Retype the listing in full. Change nothing.

§ Data in this exercise:
- Opening Delimiter -
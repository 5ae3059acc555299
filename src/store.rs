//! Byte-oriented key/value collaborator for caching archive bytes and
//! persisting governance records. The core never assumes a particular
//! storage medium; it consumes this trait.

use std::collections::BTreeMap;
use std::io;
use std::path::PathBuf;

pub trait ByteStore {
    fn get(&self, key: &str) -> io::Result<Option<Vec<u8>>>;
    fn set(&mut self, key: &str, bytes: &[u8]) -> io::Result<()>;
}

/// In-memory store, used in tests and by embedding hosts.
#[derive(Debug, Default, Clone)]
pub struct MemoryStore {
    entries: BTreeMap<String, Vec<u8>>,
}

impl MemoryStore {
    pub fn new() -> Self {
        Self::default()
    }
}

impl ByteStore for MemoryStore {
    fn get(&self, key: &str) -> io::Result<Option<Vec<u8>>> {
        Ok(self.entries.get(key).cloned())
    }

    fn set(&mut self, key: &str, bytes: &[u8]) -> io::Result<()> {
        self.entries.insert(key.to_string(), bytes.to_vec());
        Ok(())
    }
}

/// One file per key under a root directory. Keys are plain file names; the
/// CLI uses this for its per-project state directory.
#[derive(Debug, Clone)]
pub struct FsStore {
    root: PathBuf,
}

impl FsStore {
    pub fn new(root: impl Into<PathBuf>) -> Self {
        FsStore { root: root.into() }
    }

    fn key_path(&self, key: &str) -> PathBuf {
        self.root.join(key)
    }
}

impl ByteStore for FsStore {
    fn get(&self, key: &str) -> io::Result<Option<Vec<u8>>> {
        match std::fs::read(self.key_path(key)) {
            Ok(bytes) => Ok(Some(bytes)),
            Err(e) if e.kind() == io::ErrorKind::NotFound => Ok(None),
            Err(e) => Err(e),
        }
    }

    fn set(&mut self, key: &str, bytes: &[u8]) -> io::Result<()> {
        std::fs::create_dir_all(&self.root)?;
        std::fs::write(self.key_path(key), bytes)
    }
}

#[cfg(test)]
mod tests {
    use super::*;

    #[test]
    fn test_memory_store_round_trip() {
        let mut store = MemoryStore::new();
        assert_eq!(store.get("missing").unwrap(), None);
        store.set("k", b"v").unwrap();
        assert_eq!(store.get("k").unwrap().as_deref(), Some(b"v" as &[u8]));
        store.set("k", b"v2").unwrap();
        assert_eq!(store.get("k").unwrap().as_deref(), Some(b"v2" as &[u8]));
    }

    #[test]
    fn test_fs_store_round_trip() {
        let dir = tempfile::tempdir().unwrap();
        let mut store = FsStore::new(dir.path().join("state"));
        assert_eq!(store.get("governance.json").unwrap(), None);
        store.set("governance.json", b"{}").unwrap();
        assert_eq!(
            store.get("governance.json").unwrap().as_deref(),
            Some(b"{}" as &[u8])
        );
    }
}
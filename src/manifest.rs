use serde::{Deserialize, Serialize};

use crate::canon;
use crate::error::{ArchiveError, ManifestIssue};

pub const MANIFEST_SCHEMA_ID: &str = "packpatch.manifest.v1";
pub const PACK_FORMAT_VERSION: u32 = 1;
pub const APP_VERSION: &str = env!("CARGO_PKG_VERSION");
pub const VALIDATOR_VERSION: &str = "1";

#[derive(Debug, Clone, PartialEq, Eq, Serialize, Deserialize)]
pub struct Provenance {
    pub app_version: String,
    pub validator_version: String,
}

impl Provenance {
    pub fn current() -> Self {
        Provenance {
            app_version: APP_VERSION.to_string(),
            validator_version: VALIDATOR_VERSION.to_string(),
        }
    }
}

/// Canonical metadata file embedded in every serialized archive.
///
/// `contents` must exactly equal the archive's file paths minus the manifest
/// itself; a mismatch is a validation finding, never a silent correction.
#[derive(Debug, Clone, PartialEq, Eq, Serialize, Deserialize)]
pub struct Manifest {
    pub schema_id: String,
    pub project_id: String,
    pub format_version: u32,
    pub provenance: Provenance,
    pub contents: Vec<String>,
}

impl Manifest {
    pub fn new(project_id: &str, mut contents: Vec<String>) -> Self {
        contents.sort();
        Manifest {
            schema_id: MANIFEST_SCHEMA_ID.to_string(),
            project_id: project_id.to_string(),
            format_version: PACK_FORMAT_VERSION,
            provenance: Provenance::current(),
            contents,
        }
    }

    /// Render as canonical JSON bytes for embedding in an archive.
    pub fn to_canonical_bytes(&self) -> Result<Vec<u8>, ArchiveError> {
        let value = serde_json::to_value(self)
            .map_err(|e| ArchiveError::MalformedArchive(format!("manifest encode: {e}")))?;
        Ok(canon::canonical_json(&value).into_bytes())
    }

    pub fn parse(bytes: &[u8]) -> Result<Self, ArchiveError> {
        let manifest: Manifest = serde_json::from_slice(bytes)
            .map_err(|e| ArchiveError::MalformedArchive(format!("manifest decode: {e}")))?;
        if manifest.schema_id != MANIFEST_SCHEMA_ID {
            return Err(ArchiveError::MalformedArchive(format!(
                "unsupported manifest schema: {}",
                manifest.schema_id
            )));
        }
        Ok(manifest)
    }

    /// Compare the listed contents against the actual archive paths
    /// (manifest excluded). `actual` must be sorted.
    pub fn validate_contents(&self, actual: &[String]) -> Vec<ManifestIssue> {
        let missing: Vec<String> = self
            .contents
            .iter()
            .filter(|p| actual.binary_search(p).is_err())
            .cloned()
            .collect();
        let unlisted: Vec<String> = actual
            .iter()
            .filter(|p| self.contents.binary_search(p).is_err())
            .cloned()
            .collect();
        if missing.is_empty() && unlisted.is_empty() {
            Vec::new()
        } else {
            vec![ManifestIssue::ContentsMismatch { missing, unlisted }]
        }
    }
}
- Closing Delimiter -
§ Exercise output:
repository 5ae3059acc555299
filename src/store.rs
//! Byte-oriented key/value collaborator for caching archive bytes and
//! persisting governance records. The core never assumes a particular
//! storage medium; it consumes this trait.

use std::collections::BTreeMap;
use std::io;
use std::path::PathBuf;

pub trait ByteStore {
    fn get(&self, key: &str) -> io::Result<Option<Vec<u8>>>;
    fn set(&mut self, key: &str, bytes: &[u8]) -> io::Result<()>;
}

/// In-memory store, used in tests and by embedding hosts.
#[derive(Debug, Default, Clone)]
pub struct MemoryStore {
    entries: BTreeMap<String, Vec<u8>>,
}

impl MemoryStore {
    pub fn new() -> Self {
        Self::default()
    }
}

impl ByteStore for MemoryStore {
    fn get(&self, key: &str) -> io::Result<Option<Vec<u8>>> {
        Ok(self.entries.get(key).cloned())
    }

    fn set(&mut self, key: &str, bytes: &[u8]) -> io::Result<()> {
        self.entries.insert(key.to_string(), bytes.to_vec());
        Ok(())
    }
}

/// One file per key under a root directory. Keys are plain file names; the
/// CLI uses this for its per-project state directory.
#[derive(Debug, Clone)]
pub struct FsStore {
    root: PathBuf,
}

impl FsStore {
    pub fn new(root: impl Into<PathBuf>) -> Self {
        FsStore { root: root.into() }
    }

    fn key_path(&self, key: &str) -> PathBuf {
        self.root.join(key)
    }
}

impl ByteStore for FsStore {
    fn get(&self, key: &str) -> io::Result<Option<Vec<u8>>> {
        match std::fs::read(self.key_path(key)) {
            Ok(bytes) => Ok(Some(bytes)),
            Err(e) if e.kind() == io::ErrorKind::NotFound => Ok(None),
            Err(e) => Err(e),
        }
    }

    fn set(&mut self, key: &str, bytes: &[u8]) -> io::Result<()> {
        std::fs::create_dir_all(&self.root)?;
        std::fs::write(self.key_path(key), bytes)
    }
}

#[cfg(test)]
mod tests {
    use super::*;

    #[test]
    fn test_memory_store_round_trip() {
        let mut store = MemoryStore::new();
        assert_eq!(store.get("missing").unwrap(), None);
        store.set("k", b"v").unwrap();
        assert_eq!(store.get("k").unwrap().as_deref(), Some(b"v" as &[u8]));
        store.set("k", b"v2").unwrap();
        assert_eq!(store.get("k").unwrap().as_deref(), Some(b"v2" as &[u8]));
    }

    #[test]
    fn test_fs_store_round_trip() {
        let dir = tempfile::tempdir().unwrap();
        let mut store = FsStore::new(dir.path().join("state"));
        assert_eq!(store.get("governance.json").unwrap(), None);
        store.set("governance.json", b"{}").unwrap();
        assert_eq!(
            store.get("governance.json").unwrap().as_deref(),
            Some(b"{}" as &[u8])
        );
    }
}
filename src/manifest.rs
use serde::{Deserialize, Serialize};

use crate::canon;
use crate::error::{ArchiveError, ManifestIssue};

pub const MANIFEST_SCHEMA_ID: &str = "packpatch.manifest.v1";
pub const PACK_FORMAT_VERSION: u32 = 1;
pub const APP_VERSION: &str = env!("CARGO_PKG_VERSION");
pub const VALIDATOR_VERSION: &str = "1";

#[derive(Debug, Clone, PartialEq, Eq, Serialize, Deserialize)]
pub struct Provenance {
    pub app_version: String,
    pub validator_version: String,
}

impl Provenance {
    pub fn current() -> Self {
        Provenance {
            app_version: APP_VERSION.to_string(),
            validator_version: VALIDATOR_VERSION.to_string(),
        }
    }
}

/// Canonical metadata file embedded in every serialized archive.
///
/// `contents` must exactly equal the archive's file paths minus the manifest
/// itself; a mismatch is a validation finding, never a silent correction.
#[derive(Debug, Clone, PartialEq, Eq, Serialize, Deserialize)]
pub struct Manifest {
    pub schema_id: String,
    pub project_id: String,
    pub format_version: u32,
    pub provenance: Provenance,
    pub contents: Vec<String>,
}

impl Manifest {
    pub fn new(project_id: &str, mut contents: Vec<String>) -> Self {
        contents.sort();
        Manifest {
            schema_id: MANIFEST_SCHEMA_ID.to_string(),
            project_id: project_id.to_string(),
            format_version: PACK_FORMAT_VERSION,
            provenance: Provenance::current(),
            contents,
        }
    }

    /// Render as canonical JSON bytes for embedding in an archive.
    pub fn to_canonical_bytes(&self) -> Result<Vec<u8>, ArchiveError> {
        let value = serde_json::to_value(self)
            .map_err(|e| ArchiveError::MalformedArchive(format!("manifest encode: {e}")))?;
        Ok(canon::canonical_json(&value).into_bytes())
    }

    pub fn parse(bytes: &[u8]) -> Result<Self, ArchiveError> {
        let manifest: Manifest = serde_json::from_slice(bytes)
            .map_err(|e| ArchiveError::MalformedArchive(format!("manifest decode: {e}")))?;
        if manifest.schema_id != MANIFEST_SCHEMA_ID {
            return Err(ArchiveError::MalformedArchive(format!(
                "unsupported manifest schema: {}",
                manifest.schema_id
            )));
        }
        Ok(manifest)
    }

    /// Compare the listed contents against the actual archive paths
    /// (manifest excluded). `actual` must be sorted.
    pub fn validate_contents(&self, actual: &[String]) -> Vec<ManifestIssue> {
        let missing: Vec<String> = self
            .contents
            .iter()
            .filter(|p| actual.binary_search(p).is_err())
            .cloned()
            .collect();
        let unlisted: Vec<String> = actual
            .iter()
            .filter(|p| self.contents.binary_search(p).is_err())
            .cloned()
            .collect();
        if missing.is_empty() && unlisted.is_empty() {
            Vec::new()
        } else {
            vec![ManifestIssue::ContentsMismatch { missing, unlisted }]
        }
    }
}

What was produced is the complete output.